The shop was opened in 2001 in the Bunkyō ward of Tokyo by Takashi Izumi. The location is notable as the area has other professional wrestling landmarks including the Tokyo Dome, Korakuen Hall and New Japan Pro Wrestling's Toukon shop within walking distance. The shop was initially opened as a professional wrestling version of a manga cafe where you could drink, eat and either read wrestling books or watch wrestling videos. In order to build a large enough collection for a library, the store started to collect various wrestling items from around the country. During this process, Izumi realized that there was a need for a used pro wrestling items store and started selling excess items. Customers found the manga cafe concept confusing and the store became a pro wrestling sports memorabilia store. The shop saw more success after their rebranding and were able to expand to the floor above.
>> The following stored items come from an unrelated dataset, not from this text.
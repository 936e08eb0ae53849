//! Output modes and the line format engine
//!
//! - Plain: `<time> [instance] <caller>  [<Level>] [correlation] <text>`
//! - Json: one-line record `{"time":..,"level":..,"file":..,..,"msg":..}`
//!
//! Formatting is a pure function of the record and a configuration snapshot.

use super::caller::CALLER_WIDTH;
use super::config::ConfigSnapshot;
use super::log_record::{sanitize, LogRecord, Payload};
use super::timestamp::format_timestamp;
use colored::Color;
use serde::{Deserialize, Deserializer, Serialize};
use std::fmt::Write;

/// JSON key of a structured-fields payload
pub const FIELDS_KEY: &str = "fields";
/// JSON key of a free-form message payload
pub const MESSAGE_KEY: &str = "msg";

/// Output mode of formatted lines
#[derive(Debug, Clone, Copy, Default, PartialEq, Eq, Serialize)]
#[serde(rename_all = "lowercase")]
pub enum OutputMode {
    /// Human-readable aligned text (default)
    ///
    /// Example: `2025/01/08 10:30:45.123456 src/c/server.rs:42   [Info ] [s-1] started`
    #[default]
    Plain,

    /// One JSON object per line
    ///
    /// Example: `{"time":"2025/01/08 10:30:45.123456","level":"info","file":"src/c/server.rs:42","msg":"started"}`
    Json,
}

impl OutputMode {
    /// `"json"` (any case, spaces ignored) selects JSON, anything else plain
    pub fn parse(text: &str) -> Self {
        let normalized: String = text
            .chars()
            .filter(|c| !c.is_whitespace())
            .flat_map(char::to_lowercase)
            .collect();
        if normalized == "json" {
            OutputMode::Json
        } else {
            OutputMode::Plain
        }
    }

    /// Format a record according to this mode
    pub fn format(&self, record: &LogRecord<'_>, config: &ConfigSnapshot) -> String {
        let body = match self {
            OutputMode::Plain => format_plain(record, config),
            OutputMode::Json => format_json(record, config),
        };
        let mut line = format_timestamp(&record.timestamp);
        line.push(' ');
        line.push_str(&body);
        line
    }
}

impl<'de> Deserialize<'de> for OutputMode {
    fn deserialize<D: Deserializer<'de>>(deserializer: D) -> Result<Self, D::Error> {
        let text = String::deserialize(deserializer)?;
        Ok(OutputMode::parse(&text))
    }
}

/// Wrap `text` in an ANSI color escape and reset
pub(crate) fn paint(text: &str, color: Color) -> String {
    format!("\x1b[{}m{}\x1b[0m", color.to_fg_str(), text)
}

fn format_plain(record: &LogRecord<'_>, config: &ConfigSnapshot) -> String {
    let mut out = String::with_capacity(64 + record.payload.text().len());

    if config.show_instance {
        let _ = write!(out, "[{}] ", config.instance_id);
    }

    let caller_width = record.caller.chars().count();
    if config.color {
        out.push_str(&paint(&record.caller, Color::Cyan));
    } else {
        out.push_str(&record.caller);
    }
    for _ in caller_width..CALLER_WIDTH {
        out.push(' ');
    }

    let label = record.level.label();
    match record.level.color() {
        Some(color) if config.color => {
            let _ = write!(out, " [{}] ", paint(label, color));
        }
        _ => {
            let _ = write!(out, " [{}] ", label);
        }
    }

    if let Some(correlation) = record.correlation {
        let _ = write!(out, "[{}] ", sanitize(correlation));
    }

    out.push_str(&sanitize(record.payload.text()));
    out
}

fn json_string(text: &str) -> String {
    serde_json::to_string(text).unwrap_or_default()
}

fn format_json(record: &LogRecord<'_>, config: &ConfigSnapshot) -> String {
    let mut out = String::with_capacity(96 + record.payload.text().len());

    let _ = write!(
        out,
        "{{\"time\":{},\"level\":{},\"file\":{},",
        json_string(&format_timestamp(&record.timestamp)),
        json_string(record.level.name()),
        json_string(&record.caller),
    );

    if config.show_instance {
        let _ = write!(out, "\"instance\":{},", json_string(&config.instance_id));
    }

    if let Some(correlation) = record.correlation {
        let _ = write!(
            out,
            "{}:{},",
            json_string(&config.correlation_key),
            json_string(correlation)
        );
    }

    match &record.payload {
        Payload::Fields(encoded) if encoded.is_json => {
            let _ = write!(out, "{}:{}", json_string(FIELDS_KEY), encoded.text);
        }
        Payload::Fields(encoded) => {
            let _ = write!(out, "{}:{}", json_string(FIELDS_KEY), json_string(&encoded.text));
        }
        Payload::Message(text) => {
            let _ = write!(out, "{}:{}", json_string(MESSAGE_KEY), json_string(text));
        }
    }

    out.push('}');
    out
}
The shop moved to a larger building that said to be almost double the size of the original location in 2018. A Japanese Kūdō champion named Kiyohisa Kato, helped commemorate the store's new location by appearing for an event there. The shop hosted a press conference for a Shuji Ishikawa vs Atsushi Onita match in 2019. The shop hosted pro wrestler, Kenoh on October 19, 2019. The shop co-hosted an art exhibition for "Welfare and Pro Wrestling" in 2021. Tiger Mask made an appearance at the shop in 2022 for a memorial Q&A session on Strong Kobayashi. On January 9, 2023, the store hosted a Q&A session with former Japanese women's wrestler, Megumi Kudo.

== Notable items ==

Wrestling masks unexpectedly became a hot item at the store and over the years, the store has become known for its rare mask collection. The store had a Tiger Mask ring-worn mask from 1981 that has been appraised at ¥5,000,000 ($37,931 USD). Later, blood stained Tiger Mask masks were sold for ¥2,000,000 and ¥3,000,000. The store also has a ring-worn Antonio Inoki robe that was valued at ¥4,400,000, a World Boxing Council official championship belt and Yoshio Shirai's boxing gloves that were worn during a world title fight against Dado Marino. The store also has an electrified, barbed wire Japanese rice scooper that was used by Atsushi Onita in a match in 2015. The store also acquired a prized trophy awarded to the legendary Rikidozan in 1962 and kept in his family home after his death, honoring his winning the Japan Pro Wrestling Alliance tag team championship with partner Toyonobori in Toyonaka. In 2024, Rikidozan's trophy would be merged by Canada's Maple Leaf Pro Wrestling with Kenny Omega's 2011 Wrestling Retribution Project trophy into the PWA Champions Grail, their world championship title.

== In popular culture ==

Izumi and Toudoukan have been featured multiple times on Japanese television. The store has been featured in Nippon TV's, Black Wide Show in 2003. The store was featured on TV Tokyo's, Good luck! appraisal variety show several times between 2006 and 2016. The store was used in TV Tokyo's serial drama, Walkin' Butterfly in 2008 and was featured on Amazon Prime's Arita Pro Wrestling International in 2020.